Oh, je vous parlerais bien volontiers de Nicolas, qui le mérite tant. Mais je n’ai pas le temps, ni la place d’ailleurs. Ses meilleures nouvelles sur le tigre sont réunies dans la petite collection Payot, si le coeur vous en dit. Permettez-moi ce court extrait : « Il y a environ quarante ans, le tigre dont nous parlons, encore jeune à cette époque-là, fut pris dans les filets lors d’une chasse impériale chinoise et destiné au jardin zoologique de Pékin, mais des hommes savants de la cour de Chine reconnurent en lui le Grand Van et le remirent avec respect en liberté. L’empereur chinois assista en personne à cette cérémonie et le tigre, se sentant libre, s’approcha tranquillement du souverain, lui fit un salut profond et retourna lentement vers ses forêts natales. Telle est la légende ».
Baïkov fait bien de le préciser : une légende. Car la réalité est autre. Amba, le grand héros de la taïga, cher au coeur du chasseur Dersou Ouzala, vient de passer environ deux millions d’années en notre compagnie. Comme c’est étrange ! Il a notre âge, celui de l’espèce humaine. Bien qu’on ne sache pas tout, bien que nous sachions si peu, il est admis que le tigre est né dans le territoire qu’on appelle aujourd’hui la Sibérie.
Et puis il a étendu son pays, gagnant la Caspienne, les îles de la Sonde, l’Inde, la Chine bien sûr. Pendant le temps d’une longue inspiration, le tigre s’est contenté de bondir, de rugir et d’élever sa progéniture. Le XXème siècle héroïque des hommes l’a changé en vagabond, en maraudeur, en splendide intrus de notre monde malade. Trois des huit sous-espèces de l’animal ont tour à tour disparu : les tigres de Bali et Sumatra, celui de la Caspienne aussi.
Et il ne reste plus aujourd’hui que 3500 tigres vrais sur terre. Car les autres, ceux qui croupissent au fond des prisons humaines, comment les appeler ? Je vous jure que j’en suis infiniment malheureux, moi qui n’ai jamais vu de tigre qu’en cage. Malheureux et furieux contre ces « conservationnistes » – c’est le mot, désolé – qui se contentent une fois de plus d’alerter. La belle affaire !

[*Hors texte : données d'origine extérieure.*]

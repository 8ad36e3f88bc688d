//! Signal and profile command implementations

use anyhow::{Context, Result};
use chrono::NaiveDate;
use tally_core::ai::explain_persona_or_reason;
use tally_core::models::Window;
use tally_core::{compute_signals, AIClient, Database, ProfileService, TallyConfig};

use super::require_user;

pub fn cmd_signals(
    db: &Database,
    config: &TallyConfig,
    user_id: &str,
    window: Window,
    as_of: NaiveDate,
) -> Result<()> {
    require_user(db, user_id)?;

    let signals = compute_signals(db, user_id, window, as_of, config)
        .with_context(|| format!("Failed to compute signals for {}", user_id))?;

    println!("📈 Signals for {} ({} ending {})", user_id, window, as_of);
    println!("{}", serde_json::to_string_pretty(&signals)?);

    Ok(())
}

pub async fn cmd_profile(
    db: &Database,
    config: TallyConfig,
    user_id: &str,
    as_of: NaiveDate,
    explain: bool,
    ai: Option<AIClient>,
) -> Result<()> {
    require_user(db, user_id)?;

    let timeout = config.copy.timeout();
    let service = ProfileService::new(db.clone(), config);
    let outcome = service
        .refresh(user_id, as_of)
        .with_context(|| format!("Failed to refresh profile for {}", user_id))?;

    println!("🧭 Profile for {} as of {}", user_id, as_of);

    for window in &outcome.windows {
        println!();
        println!(
            "   {:<6} {} (priority {})",
            window.window.to_string(),
            window.persona.key.label(),
            window.persona.priority
        );
        println!("          {}", window.persona.reason);
        if let Some(previous) = window.previous_persona.filter(|_| window.persona_changed()) {
            println!("          ↪ changed from {}", previous.label());
        }
        println!("          trace {}", &window.trace_digest[..12.min(window.trace_digest.len())]);

        if explain {
            let text = explain_persona_or_reason(ai.as_ref(), &window.persona, &window.signals, timeout).await;
            println!("          💬 {}", text);
        }
    }

    println!();
    if outcome.alerts.has_alerts() {
        println!(
            "⚠️  {} educational alert(s), severity {}. Run 'tally alerts {}' for details.",
            outcome.alerts.total(),
            outcome.alerts.severity,
            user_id
        );
    }
    if !outcome.review_ids.is_empty() {
        println!(
            "📝 Queued {} item(s) for human review. Run 'tally review list'.",
            outcome.review_ids.len()
        );
    }

    Ok(())
}
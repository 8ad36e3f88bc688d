//! Error types for tally

use thiserror::Error;

#[derive(Error, Debug)]
pub enum Error {
    #[error("Database error: {0}")]
    Database(#[from] rusqlite::Error),

    #[error("Database pool error: {0}")]
    Pool(#[from] r2d2::Error),

    #[error("IO error: {0}")]
    Io(#[from] std::io::Error),

    #[error("HTTP request error: {0}")]
    Http(#[from] reqwest::Error),

    #[error("JSON error: {0}")]
    Json(#[from] serde_json::Error),

    #[error("Regex error: {0}")]
    Regex(#[from] regex::Error),

    /// Consent is missing or not opted in; the caller must not show recommendations
    #[error("Consent required: user {0} has not opted in")]
    ConsentRequired(String),

    /// A title or rationale matched a banned-language pattern
    #[error("Tone violation in {id}: matched /{pattern}/")]
    ToneViolation { id: String, pattern: String },

    /// The copy collaborator could not produce usable text
    #[error("AI backend unavailable: {0}")]
    AiUnavailable(String),

    #[error("Configuration error: {0}")]
    Config(String),

    #[error("Invalid data: {0}")]
    InvalidData(String),

    #[error("Not found: {0}")]
    NotFound(String),
}

impl Error {
    /// Whether this error should be surfaced to an end user as an actionable message
    pub fn is_consent_required(&self) -> bool {
        matches!(self, Self::ConsentRequired(_))
    }
}

pub type Result<T> = std::result::Result<T, Error>;
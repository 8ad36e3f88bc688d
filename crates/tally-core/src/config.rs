//! Threshold configuration
//!
//! Every tunable used by signal extraction, persona rules, AML heuristics and
//! the copy collaborator lives here.
//!
//! ## Configuration Resolution
//!
//! 1. Explicit path passed by the caller (`--config`)
//! 2. Override in data dir (~/.local/share/tally/config/tally.toml)
//! 3. Embedded defaults (compiled into binary)

use std::fs;
use std::path::{Path, PathBuf};
use std::time::Duration;

use serde::{Deserialize, Serialize};

use crate::error::{Error, Result};
use crate::models::Window;

/// Embedded default config (compiled into binary)
const DEFAULT_CONFIG: &str = include_str!("../../../config/tally.toml");

/// Top-level configuration
#[derive(Debug, Clone, Default, PartialEq, Serialize, Deserialize)]
#[serde(default)]
pub struct TallyConfig {
    pub persona: PersonaThresholds,
    pub recurring: RecurringConfig,
    pub aml: AmlConfig,
    pub copy: CopyConfig,
}

/// Persona rule cascade thresholds
#[derive(Debug, Clone, PartialEq, Serialize, Deserialize)]
#[serde(default)]
pub struct PersonaThresholds {
    pub subscription_recurring_min: u32,
    pub subscription_monthly_min_usd: f64,
    pub subscription_share_min: f64,
    pub util_flags: Vec<f64>,
    pub util_high: f64,
    pub util_savings_max: f64,
    pub savings_growth_min: f64,
    pub savings_net_inflow_min: f64,
    pub income_gap_days: f64,
    pub buffer_month_low: f64,
    pub buffer_very_low: f64,
}

impl Default for PersonaThresholds {
    fn default() -> Self {
        Self {
            subscription_recurring_min: 3,
            subscription_monthly_min_usd: 50.0,
            subscription_share_min: 0.10,
            util_flags: vec![0.30, 0.50, 0.80],
            util_high: 0.50,
            util_savings_max: 0.30,
            savings_growth_min: 0.02,
            savings_net_inflow_min: 200.0,
            income_gap_days: 45.0,
            buffer_month_low: 1.0,
            buffer_very_low: 0.5,
        }
    }
}

/// Recurring charge detection
#[derive(Debug, Clone, PartialEq, Serialize, Deserialize)]
#[serde(default)]
pub struct RecurringConfig {
    pub min_occurrences: usize,
    pub monthly_gap_min: f64,
    pub monthly_gap_max: f64,
    pub weekly_gap_min: f64,
    pub weekly_gap_max: f64,
    pub amount_tolerance: f64,
    pub weekly_multiplier: f64,
}

impl Default for RecurringConfig {
    fn default() -> Self {
        Self {
            min_occurrences: 3,
            monthly_gap_min: 20.0,
            monthly_gap_max: 40.0,
            weekly_gap_min: 6.0,
            weekly_gap_max: 9.0,
            amount_tolerance: 0.10,
            weekly_multiplier: 4.0,
        }
    }
}

impl RecurringConfig {
    /// Monthly cadence: `[monthly_gap_min, monthly_gap_max)`
    pub fn is_monthly_gap(&self, mean_gap: f64) -> bool {
        mean_gap >= self.monthly_gap_min && mean_gap < self.monthly_gap_max
    }

    /// Weekly cadence: `(weekly_gap_min, weekly_gap_max)`
    pub fn is_weekly_gap(&self, mean_gap: f64) -> bool {
        mean_gap > self.weekly_gap_min && mean_gap < self.weekly_gap_max
    }
}

/// Educational AML-pattern heuristics
#[derive(Debug, Clone, PartialEq, Serialize, Deserialize)]
#[serde(default)]
pub struct AmlConfig {
    pub transfer_counterparty_min: usize,
    pub same_day_min_amount: f64,
    pub same_day_days_short: usize,
    pub same_day_days_long: usize,
    pub savings_label: String,
    pub elevated_alert_count: usize,
}

impl Default for AmlConfig {
    fn default() -> Self {
        Self {
            transfer_counterparty_min: 10,
            same_day_min_amount: 500.0,
            same_day_days_short: 10,
            same_day_days_long: 25,
            savings_label: "savings".to_string(),
            elevated_alert_count: 3,
        }
    }
}

impl AmlConfig {
    /// Qualifying same-day in/out days needed to alert for a window
    pub fn same_day_threshold(&self, window: Window) -> usize {
        match window {
            Window::Days30 => self.same_day_days_short,
            Window::Days180 => self.same_day_days_long,
        }
    }
}

/// Copy collaborator limits
#[derive(Debug, Clone, PartialEq, Serialize, Deserialize)]
#[serde(default)]
pub struct CopyConfig {
    pub timeout_secs: u64,
    pub max_attempts: u32,
    pub backoff_ms: u64,
    pub title_max_chars: usize,
    pub rationale_max_chars: usize,
}

impl Default for CopyConfig {
    fn default() -> Self {
        Self {
            timeout_secs: 8,
            max_attempts: 1,
            backoff_ms: 250,
            title_max_chars: 60,
            rationale_max_chars: 320,
        }
    }
}

impl CopyConfig {
    pub fn timeout(&self) -> Duration {
        Duration::from_secs(self.timeout_secs)
    }

    /// Delay before retry number `attempt` (1-based), doubling each time
    pub fn backoff(&self, attempt: u32) -> Duration {
        let factor = 1u64 << attempt.saturating_sub(1).min(10);
        Duration::from_millis(self.backoff_ms.saturating_mul(factor))
    }
}

impl TallyConfig {
    /// Load configuration (explicit path, then data-dir override, then embedded)
    pub fn load(override_path: Option<&Path>) -> Result<Self> {
        let content = match override_path {
            Some(path) => fs::read_to_string(path).map_err(|e| {
                Error::Config(format!("Failed to read {}: {}", path.display(), e))
            })?,
            None => match default_config_path() {
                Some(path) if path.exists() => fs::read_to_string(&path).map_err(|e| {
                    Error::Config(format!("Failed to read {}: {}", path.display(), e))
                })?,
                _ => DEFAULT_CONFIG.to_string(),
            },
        };

        Self::parse(&content)
    }

    /// Embedded defaults only
    pub fn embedded() -> Result<Self> {
        Self::parse(DEFAULT_CONFIG)
    }

    /// Parse config from TOML content
    pub fn parse(content: &str) -> Result<Self> {
        let config: TallyConfig = toml::from_str(content)
            .map_err(|e| Error::Config(format!("Invalid config TOML: {}", e)))?;
        config.validate()?;
        Ok(config)
    }

    fn validate(&self) -> Result<()> {
        if self.recurring.amount_tolerance <= 0.0 {
            return Err(Error::Config(
                "recurring.amount_tolerance must be positive".to_string(),
            ));
        }
        if self.copy.max_attempts == 0 {
            return Err(Error::Config("copy.max_attempts must be at least 1".to_string()));
        }
        if self.persona.util_flags.iter().any(|f| !f.is_finite() || *f < 0.0) {
            return Err(Error::Config(
                "persona.util_flags must be non-negative numbers".to_string(),
            ));
        }
        Ok(())
    }
}

/// Default config override path
pub fn default_config_path() -> Option<PathBuf> {
    dirs::data_local_dir().map(|d| d.join("tally").join("config").join("tally.toml"))
}

#[cfg(test)]
mod tests {
    use super::*;

    #[test]
    fn test_embedded_matches_defaults() {
        let config = TallyConfig::embedded().unwrap();
        assert_eq!(config, TallyConfig::default());
    }

    #[test]
    fn test_partial_override_keeps_defaults() {
        let config = TallyConfig::parse(
            r#"
            [persona]
            util_high = 0.6

            [aml]
            same_day_days_short = 12
            "#,
        )
        .unwrap();

        assert_eq!(config.persona.util_high, 0.6);
        assert_eq!(config.persona.buffer_very_low, 0.5);
        assert_eq!(config.aml.same_day_threshold(Window::Days30), 12);
        assert_eq!(config.aml.same_day_threshold(Window::Days180), 25);
        assert_eq!(config.copy, CopyConfig::default());
    }

    #[test]
    fn test_invalid_config_rejected() {
        assert!(TallyConfig::parse("[copy]\nmax_attempts = 0").is_err());
        assert!(TallyConfig::parse("[persona]\nutil_high = \"high\"").is_err());
    }

    #[test]
    fn test_gap_intervals() {
        let recurring = RecurringConfig::default();
        assert!(recurring.is_monthly_gap(20.0));
        assert!(recurring.is_monthly_gap(30.0));
        assert!(!recurring.is_monthly_gap(40.0));
        assert!(!recurring.is_weekly_gap(6.0));
        assert!(recurring.is_weekly_gap(7.0));
        assert!(!recurring.is_weekly_gap(9.0));
    }

    #[test]
    fn test_backoff_doubles() {
        let copy = CopyConfig::default();
        assert_eq!(copy.backoff(1), Duration::from_millis(250));
        assert_eq!(copy.backoff(2), Duration::from_millis(500));
        assert_eq!(copy.backoff(3), Duration::from_millis(1000));
    }

    #[test]
    fn test_load_from_file() {
        let dir = tempfile::tempdir().unwrap();
        let path = dir.path().join("tally.toml");
        fs::write(&path, "[copy]\ntimeout_secs = 2\n").unwrap();

        let config = TallyConfig::load(Some(&path)).unwrap();
        assert_eq!(config.copy.timeout(), Duration::from_secs(2));

        let missing = dir.path().join("missing.toml");
        assert!(TallyConfig::load(Some(&missing)).is_err());
    }
}
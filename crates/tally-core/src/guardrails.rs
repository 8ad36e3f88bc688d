//! Consent, eligibility and tone guardrails
//!
//! Every recommendation passes through these before it reaches a caller:
//! consent gates the whole response, eligibility filters individual offers,
//! and the tone check rejects shaming or blaming language.

use std::sync::OnceLock;

use regex::Regex;
use tracing::warn;

use crate::error::{Error, Result};
use crate::models::{Account, AccountType, Consent, ConsentStatus};
use crate::recommend::RecommendationItem;
use crate::signals::Signals;

/// Appended verbatim to every recommendation rationale
pub const STANDARD_DISCLOSURE: &str =
    "This is educational content, not financial advice. Consult a licensed advisor for personalized guidance.";

/// Case-insensitive patterns that must never appear in titles or rationales
pub const BANNED_PATTERNS: &[&str] = &[
    r"overspend(ing|er|s)?",
    r"irresponsib(le|ly|ility)",
    r"bad\s+with\s+money",
];

/// Utilization below which balance-transfer offers are withheld
const BALANCE_TRANSFER_MIN_UTILIZATION: f64 = 0.5;

/// Fail unless the user has explicitly opted in
pub fn enforce_consent(consent: Option<&Consent>, user_id: &str) -> Result<()> {
    match consent {
        Some(c) if c.status == ConsentStatus::OptedIn => Ok(()),
        _ => Err(Error::ConsentRequired(user_id.to_string())),
    }
}

/// Facts about the user that decide offer eligibility
#[derive(Debug, Clone, Default, PartialEq)]
pub struct EligibilityContext {
    pub has_savings_account: bool,
    pub income_monthly: f64,
    pub max_utilization: f64,
    pub overdue: bool,
}

impl EligibilityContext {
    pub fn from_parts(accounts: &[Account], signals: &Signals, income_monthly: f64) -> Self {
        Self {
            has_savings_account: accounts
                .iter()
                .any(|a| a.account_type == AccountType::Savings),
            income_monthly,
            max_utilization: signals.util_max,
            overdue: signals.overdue,
        }
    }
}

/// Whether an item may be shown to this user
pub fn eligible(item: &RecommendationItem, ctx: &EligibilityContext) -> bool {
    match item.id.as_str() {
        "offer-hysa" => !ctx.has_savings_account,
        "offer-bt-card" => !ctx.overdue && ctx.max_utilization >= BALANCE_TRANSFER_MIN_UTILIZATION,
        _ => true,
    }
}

/// Banned patterns compiled once, paired with their source text
fn banned_regexes() -> Result<&'static [(&'static str, Regex)]> {
    static RES: OnceLock<std::result::Result<Vec<(&'static str, Regex)>, regex::Error>> = OnceLock::new();
    let compiled = RES.get_or_init(|| {
        BANNED_PATTERNS
            .iter()
            .map(|&pattern| Ok((pattern, Regex::new(&format!("(?i){}", pattern))?)))
            .collect()
    });
    compiled.as_deref().map_err(|e| Error::Regex(e.clone()))
}

/// Reject items whose title or rationale contains banned language
pub fn tone_check(item: &RecommendationItem) -> Result<()> {
    for (pattern, re) in banned_regexes()? {
        if re.is_match(&item.title) || re.is_match(&item.rationale) {
            warn!(id = %item.id, pattern, "Tone violation");
            return Err(Error::ToneViolation {
                id: item.id.clone(),
                pattern: pattern.to_string(),
            });
        }
    }
    Ok(())
}

#[cfg(test)]
mod tests {
    use super::*;
    use crate::recommend::RecommendationKind;
    use chrono::Utc;

    fn item(id: &str, title: &str, rationale: &str) -> RecommendationItem {
        RecommendationItem {
            id: id.to_string(),
            kind: RecommendationKind::Offer,
            title: title.to_string(),
            rationale: rationale.to_string(),
            ai_generated: false,
        }
    }

    fn consent(status: ConsentStatus) -> Consent {
        Consent {
            user_id: "u1".to_string(),
            status,
            updated_at: Utc::now(),
        }
    }

    #[test]
    fn test_enforce_consent() {
        assert!(enforce_consent(Some(&consent(ConsentStatus::OptedIn)), "u1").is_ok());

        let err = enforce_consent(Some(&consent(ConsentStatus::OptedOut)), "u1").unwrap_err();
        assert!(err.is_consent_required());
        assert!(enforce_consent(None, "u1").unwrap_err().is_consent_required());
    }

    #[test]
    fn test_hysa_requires_no_savings_account() {
        let hysa = item("offer-hysa", "HYSA (eligibility)", "ok");
        let with_savings = EligibilityContext {
            has_savings_account: true,
            ..Default::default()
        };
        assert!(!eligible(&hysa, &with_savings));
        assert!(eligible(&hysa, &EligibilityContext::default()));
    }

    #[test]
    fn test_balance_transfer_needs_utilization_and_no_overdue() {
        let bt = item("offer-bt-card", "0% balance transfer", "ok");
        let utilized = EligibilityContext {
            max_utilization: 0.68,
            ..Default::default()
        };
        assert!(eligible(&bt, &utilized));
        assert!(!eligible(
            &bt,
            &EligibilityContext {
                overdue: true,
                ..utilized.clone()
            }
        ));
        assert!(!eligible(
            &bt,
            &EligibilityContext {
                max_utilization: 0.49,
                ..utilized
            }
        ));
    }

    #[test]
    fn test_other_items_pass() {
        let edu = item("edu-apy", "Pick a high-yield savings account", "ok");
        let ctx = EligibilityContext {
            has_savings_account: true,
            overdue: true,
            ..Default::default()
        };
        assert!(eligible(&edu, &ctx));
    }

    #[test]
    fn test_tone_check_is_case_insensitive() {
        assert!(tone_check(&item("x", "Stop OVERSPENDING now", "fine")).is_err());
        assert!(tone_check(&item("x", "fine", "That was Irresponsible")).is_err());
        assert!(tone_check(&item("x", "fine", "you are bad with  money")).is_err());
        assert!(tone_check(&item("x", "Trim recurring costs", STANDARD_DISCLOSURE)).is_ok());

        match tone_check(&item("edu-x", "overspending", "")) {
            Err(Error::ToneViolation { id, .. }) => assert_eq!(id, "edu-x"),
            other => panic!("expected tone violation, got {:?}", other),
        }
    }

    #[test]
    fn test_banned_patterns_compile_once() {
        let first = banned_regexes().unwrap();
        let second = banned_regexes().unwrap();
        assert_eq!(first.len(), BANNED_PATTERNS.len());
        assert!(std::ptr::eq(first, second));
        for ((pattern, _), expected) in first.iter().zip(BANNED_PATTERNS) {
            assert_eq!(pattern, expected);
        }
    }
}
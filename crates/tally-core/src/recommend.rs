//! Persona-gated recommendations
//!
//! Each persona maps to a fixed, ordered list of templates. Rationales embed
//! live signal values and always end with the standard disclosure. Every item
//! passes the tone check before it is returned; a violation aborts the call.

use serde::{Deserialize, Serialize};
use tracing::debug;

use crate::ai::{CopyRegister, CopyRequest, CopyWriter, GeneratedCopy};
use crate::error::Result;
use crate::guardrails::{tone_check, STANDARD_DISCLOSURE};
use crate::persona::PersonaKey;
use crate::signals::Signals;

/// Recommendation kinds
#[derive(Debug, Clone, Copy, PartialEq, Eq, Serialize, Deserialize)]
#[serde(rename_all = "lowercase")]
pub enum RecommendationKind {
    Education,
    Offer,
}

impl RecommendationKind {
    pub fn as_str(&self) -> &'static str {
        match self {
            Self::Education => "education",
            Self::Offer => "offer",
        }
    }
}

/// A recommendation shown to the user
#[derive(Debug, Clone, PartialEq, Serialize, Deserialize)]
pub struct RecommendationItem {
    pub id: String,
    pub kind: RecommendationKind,
    pub title: String,
    pub rationale: String,
    pub ai_generated: bool,
}

/// Caller-supplied context for templating and copy register
#[derive(Debug, Clone, Default, PartialEq)]
pub struct RecommendationContext {
    /// Last four digits of the user's credit card, for display
    pub last4: Option<String>,
    /// The user currently has an educational AML-pattern alert
    pub has_aml_alerts: bool,
}

impl RecommendationContext {
    fn card_label(&self) -> String {
        match self.last4.as_deref() {
            Some(last4) if !last4.is_empty() => format!("card ••••{}", last4),
            _ => "your card".to_string(),
        }
    }

    fn register(&self) -> CopyRegister {
        if self.has_aml_alerts {
            CopyRegister::AmlReview
        } else {
            CopyRegister::Standard
        }
    }
}

struct Template {
    id: &'static str,
    kind: RecommendationKind,
    title: &'static str,
    because: fn(&Signals, &RecommendationContext) -> String,
}

impl Template {
    fn render(&self, signals: &Signals, ctx: &RecommendationContext) -> RecommendationItem {
        RecommendationItem {
            id: self.id.to_string(),
            kind: self.kind,
            title: self.title.to_string(),
            rationale: with_disclosure(&(self.because)(signals, ctx)),
            ai_generated: false,
        }
    }
}

/// Append the standard disclosure to a rationale sentence
pub fn with_disclosure(message: &str) -> String {
    format!("{}. {}", message, STANDARD_DISCLOSURE)
}

fn pct0(ratio: f64) -> String {
    format!("{:.0}", ratio * 100.0)
}

fn pct1(ratio: f64) -> String {
    format!("{:.1}", ratio * 100.0)
}

const HIGH_UTILIZATION: &[Template] = &[
    Template {
        id: "edu-debt-snowball",
        kind: RecommendationKind::Education,
        title: "How to cut utilization under 30% fast",
        because: |s, ctx| format!("We noticed {} is at {}% utilization", ctx.card_label(), pct0(s.util_max)),
    },
    Template {
        id: "offer-bt-card",
        kind: RecommendationKind::Offer,
        title: "0% balance transfer (eligibility check)",
        because: |s, _| {
            format!(
                "Utilization is {}% and interest charges present: {}",
                pct0(s.util_max),
                s.interest_charges
            )
        },
    },
    Template {
        id: "edu-autopay",
        kind: RecommendationKind::Education,
        title: "Autopay to avoid interest & fees",
        because: |s, _| format!("Minimum-payment-only={}", s.min_pay_only),
    },
];

const VARIABLE_INCOME: &[Template] = &[
    Template {
        id: "edu-percent-budget",
        kind: RecommendationKind::Education,
        title: "Percent-based budgeting for uneven pay",
        because: |s, _| format!("Median pay gap is {} days", s.income_median_gap),
    },
    Template {
        id: "tool-buffer-calc",
        kind: RecommendationKind::Education,
        title: "Emergency fund calculator (1–3 months)",
        because: |s, _| format!("Cash buffer is {:.2} months", s.cash_buffer_months),
    },
    Template {
        id: "offer-budget-app",
        kind: RecommendationKind::Offer,
        title: "Budgeting app trial (eligibility)",
        because: |_, _| "Irregular income pattern detected".to_string(),
    },
];

const SUBSCRIPTION_HEAVY: &[Template] = &[
    Template {
        id: "edu-sub-audit",
        kind: RecommendationKind::Education,
        title: "Monthly subscription audit checklist",
        because: |s, _| {
            format!(
                "Found {} recurring merchants; monthly recurring ≈ ${:.0}",
                s.subscription_count, s.monthly_recurring
            )
        },
    },
    Template {
        id: "offer-sub-manager",
        kind: RecommendationKind::Offer,
        title: "Subscription manager (alerts & cancels)",
        because: |s, _| format!("Subscription share is {}% of spend", pct1(s.subscription_share)),
    },
];

const SAVINGS_BUILDER: &[Template] = &[
    Template {
        id: "edu-apy",
        kind: RecommendationKind::Education,
        title: "Pick a high-yield savings account",
        because: |s, _| {
            format!(
                "Savings inflow ${:.0}/mo; growth {}%",
                s.net_savings_inflow,
                pct1(s.savings_growth_rate)
            )
        },
    },
    Template {
        id: "offer-hysa",
        kind: RecommendationKind::Offer,
        title: "HYSA (eligibility)",
        because: |_, _| "Building emergency fund with no high utilization".to_string(),
    },
    Template {
        id: "edu-automation",
        kind: RecommendationKind::Education,
        title: "Automation: pay-yourself-first",
        because: |s, _| format!("Emergency coverage is {:.2} months", s.emergency_months),
    },
];

const LOW_CUSHION_OPTIMIZER: &[Template] = &[
    Template {
        id: "edu-cushion-1mo",
        kind: RecommendationKind::Education,
        title: "Fast path to 1 month cushion",
        because: |s, _| format!("Emergency coverage is {:.2} months (<0.5)", s.emergency_months),
    },
    Template {
        id: "edu-expense-triage",
        kind: RecommendationKind::Education,
        title: "Cut 3 expenses this week",
        because: |s, _| format!("Subscription share {}%", pct1(s.subscription_share)),
    },
    Template {
        id: "offer-roundup",
        kind: RecommendationKind::Offer,
        title: "Round‑up autosave (eligibility)",
        because: |s, _| format!("Net inflow currently ${:.0}/mo", s.net_savings_inflow),
    },
];

fn templates_for(persona: PersonaKey) -> &'static [Template] {
    match persona {
        PersonaKey::HighUtilization => HIGH_UTILIZATION,
        PersonaKey::VariableIncome => VARIABLE_INCOME,
        PersonaKey::SubscriptionHeavy => SUBSCRIPTION_HEAVY,
        PersonaKey::SavingsBuilder => SAVINGS_BUILDER,
        PersonaKey::LowCushionOptimizer => LOW_CUSHION_OPTIMIZER,
    }
}

/// Recommendation ids for a persona, in display order
pub fn recommendation_ids(persona: PersonaKey) -> Vec<&'static str> {
    templates_for(persona).iter().map(|t| t.id).collect()
}

/// Deterministic recommendations for a persona
pub fn recommendations_for(
    persona: PersonaKey,
    signals: &Signals,
    ctx: &RecommendationContext,
) -> Result<Vec<RecommendationItem>> {
    let items: Vec<RecommendationItem> = templates_for(persona)
        .iter()
        .map(|t| t.render(signals, ctx))
        .collect();

    for item in &items {
        tone_check(item)?;
    }

    debug!(persona = %persona, count = items.len(), "Built recommendations");
    Ok(items)
}

/// Recommendations with copy from a writer
///
/// The writer decides whether copy is rewritten; the template writer yields
/// exactly `recommendations_for`. Rewritten copy is tone-checked like any other.
pub async fn recommendations_with_copy(
    persona: PersonaKey,
    signals: &Signals,
    ctx: &RecommendationContext,
    writer: &dyn CopyWriter,
) -> Result<Vec<RecommendationItem>> {
    let base = recommendations_for(persona, signals, ctx)?;
    let register = ctx.register();

    let mut items = Vec::with_capacity(base.len());
    for item in base {
        let request = CopyRequest {
            recommendation_id: item.id.clone(),
            kind: item.kind,
            persona,
            signals: signals.clone(),
            register,
            template: GeneratedCopy {
                title: item.title.clone(),
                rationale: item.rationale.clone(),
                ai_generated: false,
            },
        };

        let copy = writer.write_copy(&request).await;
        let rewritten = RecommendationItem {
            title: copy.title,
            rationale: copy.rationale,
            ai_generated: copy.ai_generated,
            ..item
        };
        tone_check(&rewritten)?;
        items.push(rewritten);
    }

    debug!(persona = %persona, writer = writer.name(), count = items.len(), "Wrote recommendation copy");
    Ok(items)
}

Je ne supporte plus les comptables du désastre. J’ai beau savoir que nous avons besoin d’eux, je ne les supporte plus. Je me souviens encore d’une réunion de la Cites (Convention sur le commerce international des espèces de faune et de flore sauvages menacées d’extinction), qui s’était tenue en Floride, en 1994. Déjà, et après vingt autres engagements solennels, la communauté mondiale des protecteurs avait annoncé des mesures présentées comme essentielles.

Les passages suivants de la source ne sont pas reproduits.